Meanwhile, the Palestinians feel increasingly sidelined, fearing Israel, Gulf states and the U.S. plan to strike a deal behind their backs about the future of war-won lands they seek for a future state.
Jordan, which has a peace treaty with Israel, considers itself a strong advocate for Palestinian political demands. A majority of the kingdom’s citizens are of Palestinian origin.
Jordan's public bellowing over how Israel deals with Muslim rights in Jerusalem provides a sadly rich source of intemperate and frankly ugly stamping of the foot by Jordan's foreign ministry. This is from just a few weeks ago:
Jordan has called for an immediate halt to Israeli “provocations” at East Jerusalem’s Al-Aqsa Mosque compound, warning of a new cycle of violence in the Middle East region, Anadolu reports.
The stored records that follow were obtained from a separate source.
impl FakeNamespaces {
    pub fn new() -> Self {
        Self::default()
    }

    pub fn add(&self, path: impl AsRef<Path>) {
        lock(&self.present).insert(path.as_ref().to_path_buf());
    }

    pub fn remove(&self, path: impl AsRef<Path>) {
        lock(&self.present).remove(path.as_ref());
    }

    pub fn events(&self) -> Vec<NamespaceEvent> {
        lock(&self.events).clone()
    }
}

struct FakeEntered {
    path: PathBuf,
    previous: Option<String>,
    events: Arc<Mutex<Vec<NamespaceEvent>>>,
}

impl EnteredNamespace for FakeEntered {
    fn leave(self: Box<Self>) -> io::Result<()> {
        let FakeEntered {
            path,
            previous,
            events,
        } = *self;
        FAKE_NAMESPACE.with(|current| *current.borrow_mut() = previous);
        lock(&events).push(NamespaceEvent::Leave {
            path,
            thread: thread::current().id(),
        });
        Ok(())
    }
}

impl NamespaceSwitch for FakeNamespaces {
    fn enter(&self, path: &Path) -> io::Result<Box<dyn EnteredNamespace>> {
        if !lock(&self.present).contains(path) {
            return Err(io::Error::new(
                io::ErrorKind::NotFound,
                format!("{} does not exist", path.display()),
            ));
        }
        let previous = FAKE_NAMESPACE.with(|current| {
            current
                .borrow_mut()
                .replace(path.display().to_string())
        });
        lock(&self.events).push(NamespaceEvent::Enter {
            path: path.to_path_buf(),
            thread: thread::current().id(),
        });
        Ok(Box::new(FakeEntered {
            path: path.to_path_buf(),
            previous,
            events: Arc::clone(&self.events),
        }))
    }
}

/// Overlay config whose host paths all live under `root`, with a short
/// metadata poll so timeouts resolve quickly.
pub fn overlay_config_in(root: &Path) -> OverlayConfig {
    OverlayConfig {
        cni_conf_dir: root.join("etc/cni/net.d"),
        cni_bin_dir: root.join("opt/cni/bin"),
        netns_dir: root.join("var/run/netns"),
        debian_interfaces: root.join("etc/network/interfaces"),
        redhat_scripts: root.join("etc/sysconfig/network-scripts"),
        metadata_attempts: 3,
        metadata_interval: Duration::from_millis(10),
        api_server: None,
        ..OverlayConfig::default()
    }
}

fn target_dir() -> PathBuf {
    if let Ok(dir) = env::var("CARGO_TARGET_DIR") {
        PathBuf::from(dir)
    } else {
        env::current_dir()
            .unwrap_or_else(|_| PathBuf::from("."))
            .join("target")
    }
}

/// Returns a unique directory under `target/test-output/<component>/`.
/// The directory is created eagerly and returned to the caller.
pub fn test_output_dir(component: &str) -> PathBuf {
    static COUNTER: OnceLock<AtomicU64> = OnceLock::new();
    let counter = COUNTER.get_or_init(|| AtomicU64::new(0));
    let mut path = target_dir();
    path.push("test-output");
    path.push(component);
    path.push(format!(
        "pid{}-{}",
        std::process::id(),
        counter.fetch_add(1, Ordering::Relaxed)
    ));
    fs::create_dir_all(&path).expect("create test output directory");
    path
}
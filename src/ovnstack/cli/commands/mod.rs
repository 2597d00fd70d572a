/*
 * Copyright (C) 2024 The Nanocloud Authors
 *
 * Licensed under the Apache License, Version 2.0 (the "License");
 * you may not use this file except in compliance with the License.
 * You may obtain a copy of the License at
 *
 * http://www.apache.org/licenses/LICENSE-2.0
 *
 * Unless required by applicable law or agreed to in writing, software
 * distributed under the License is distributed on an "AS IS" BASIS,
 * WITHOUT WARRANTIES OR CONDITIONS OF ANY KIND, either express or implied.
 * See the License for the specific language governing permissions and
 * limitations under the License.
 */


mod cni;
mod provision;

use std::sync::Arc;

use crate::ovnstack::config::OverlayConfig;
use crate::ovnstack::error::OverlayError;
use crate::ovnstack::logger;
use crate::ovnstack::observability::tracing;
use crate::ovnstack::ovsdb::{ControlPlaneDriver, HostDriver};
use crate::ovnstack::topology::TopologyProvisioner;

use super::args::{Commands, OvnCtl};

pub use cni::run_cni;

pub fn run(cli: &OvnCtl) -> Result<(), OverlayError> {
    logger::set_log_format(cli.log_format.into());
    tracing::init();

    let driver: Arc<dyn ControlPlaneDriver> = Arc::new(HostDriver::new());
    let provisioner = TopologyProvisioner::new(driver, OverlayConfig::from_env());
    match &cli.command {
        Commands::ClusterBootstrap(args) => provision::handle_cluster_bootstrap(&provisioner, args),
        Commands::NodeJoin(args) => provision::handle_node_join(&provisioner, args),
        Commands::NodeGatewayBootstrap(args) => {
            provision::handle_gateway_bootstrap(&provisioner, args)
        }
    }
}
Hundreds of settlers forced their way into the flashpoint site on Sunday, in a rare tour in the final days of the fasting month of Ramadan, which ends this week. The tour has triggered clashes between Muslim worshippers and Israeli police, which chased assaulted a number of worshippers during the violence. In a statement, Jordan’s Foreign Ministry warned of the “dangerous consequences of Israel’s provocative and repulsive escalatory Israeli practices, which will drag the region into a new cycle of violence that may threaten the security of the region as a whole”. It called on the Israeli authorities to “immediately cease all these provocations”, which it described as “absurd, irresponsible, rejected and condemned”. ["Israeli ‘provocations’ will lead to violence: Jordan", Middle East Monitor, June 2, 2019]
For anyone who knows something of the history of the region and the devastation wrought by Jordan's heavy-booted occupation over nearly two decades, it's odd to note those ridiculous adjectives. Jordan, when it had the opportunity during the 19 years of its illegal and violent military occupation of Jordan and the West Bank, carried out deliberate, massive and systematic destruction and desecration of Jewish holy sites in and around Jerusalem.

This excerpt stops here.